__EXERCISE BRIEF__.
How many lines of the listing below contain the word "TerminalProgress"? Reply with that number alone.
#### LISTED ENTRIES
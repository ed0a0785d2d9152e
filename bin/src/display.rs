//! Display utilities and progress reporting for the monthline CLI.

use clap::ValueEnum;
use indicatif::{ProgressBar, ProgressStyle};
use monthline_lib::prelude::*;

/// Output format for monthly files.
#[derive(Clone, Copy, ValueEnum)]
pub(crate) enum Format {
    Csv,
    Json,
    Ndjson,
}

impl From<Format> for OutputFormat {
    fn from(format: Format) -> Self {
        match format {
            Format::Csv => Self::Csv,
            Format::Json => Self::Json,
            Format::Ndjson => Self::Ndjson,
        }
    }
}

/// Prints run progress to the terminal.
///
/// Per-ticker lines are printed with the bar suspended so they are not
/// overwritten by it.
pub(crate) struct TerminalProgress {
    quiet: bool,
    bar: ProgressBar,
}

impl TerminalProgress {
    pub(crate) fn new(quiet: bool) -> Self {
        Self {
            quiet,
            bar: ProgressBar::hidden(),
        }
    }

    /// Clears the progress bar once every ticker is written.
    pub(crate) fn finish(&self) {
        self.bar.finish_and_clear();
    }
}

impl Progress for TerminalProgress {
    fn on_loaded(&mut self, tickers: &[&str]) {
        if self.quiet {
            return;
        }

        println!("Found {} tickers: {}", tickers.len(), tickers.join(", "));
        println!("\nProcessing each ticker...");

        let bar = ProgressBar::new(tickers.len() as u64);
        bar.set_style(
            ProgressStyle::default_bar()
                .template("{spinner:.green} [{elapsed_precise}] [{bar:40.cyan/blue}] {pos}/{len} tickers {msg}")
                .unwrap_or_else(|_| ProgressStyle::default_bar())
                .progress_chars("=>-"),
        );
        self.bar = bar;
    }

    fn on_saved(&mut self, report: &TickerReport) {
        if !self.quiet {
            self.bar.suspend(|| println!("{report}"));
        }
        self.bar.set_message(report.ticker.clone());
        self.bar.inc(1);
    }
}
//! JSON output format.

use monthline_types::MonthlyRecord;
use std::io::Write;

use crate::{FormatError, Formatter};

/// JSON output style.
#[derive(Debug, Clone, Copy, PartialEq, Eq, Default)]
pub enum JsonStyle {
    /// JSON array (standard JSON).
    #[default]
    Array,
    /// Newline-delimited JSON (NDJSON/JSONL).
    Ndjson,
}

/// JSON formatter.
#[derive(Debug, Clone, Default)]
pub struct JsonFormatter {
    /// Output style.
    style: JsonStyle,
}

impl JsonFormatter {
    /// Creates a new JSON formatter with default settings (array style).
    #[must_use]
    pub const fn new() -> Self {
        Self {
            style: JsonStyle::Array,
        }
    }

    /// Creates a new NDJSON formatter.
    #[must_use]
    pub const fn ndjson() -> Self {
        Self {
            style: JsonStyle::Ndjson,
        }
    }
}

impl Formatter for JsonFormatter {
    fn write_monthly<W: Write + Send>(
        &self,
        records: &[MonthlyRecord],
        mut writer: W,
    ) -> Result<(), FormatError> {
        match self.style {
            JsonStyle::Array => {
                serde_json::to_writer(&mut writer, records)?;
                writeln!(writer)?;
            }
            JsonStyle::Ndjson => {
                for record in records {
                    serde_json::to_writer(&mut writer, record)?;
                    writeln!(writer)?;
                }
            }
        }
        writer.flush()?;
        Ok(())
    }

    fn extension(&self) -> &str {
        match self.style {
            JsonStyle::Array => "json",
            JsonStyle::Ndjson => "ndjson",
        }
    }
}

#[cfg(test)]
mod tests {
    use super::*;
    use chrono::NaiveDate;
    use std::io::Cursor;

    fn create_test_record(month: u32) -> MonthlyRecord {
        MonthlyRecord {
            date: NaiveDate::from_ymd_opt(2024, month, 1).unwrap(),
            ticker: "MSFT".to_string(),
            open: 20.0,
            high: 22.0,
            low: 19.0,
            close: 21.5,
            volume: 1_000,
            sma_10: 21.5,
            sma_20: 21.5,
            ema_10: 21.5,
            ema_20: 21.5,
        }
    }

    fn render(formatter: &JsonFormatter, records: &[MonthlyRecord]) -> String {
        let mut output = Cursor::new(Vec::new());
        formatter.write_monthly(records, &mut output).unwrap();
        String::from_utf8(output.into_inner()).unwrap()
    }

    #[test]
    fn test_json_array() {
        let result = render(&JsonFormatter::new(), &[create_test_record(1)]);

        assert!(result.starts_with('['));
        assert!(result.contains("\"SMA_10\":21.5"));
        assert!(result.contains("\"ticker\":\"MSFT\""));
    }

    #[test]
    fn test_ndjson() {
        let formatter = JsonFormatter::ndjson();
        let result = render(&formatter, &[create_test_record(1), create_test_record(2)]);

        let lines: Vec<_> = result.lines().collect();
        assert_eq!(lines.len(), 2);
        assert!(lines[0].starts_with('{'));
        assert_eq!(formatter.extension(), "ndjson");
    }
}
########
__RESULT BELOW__.
3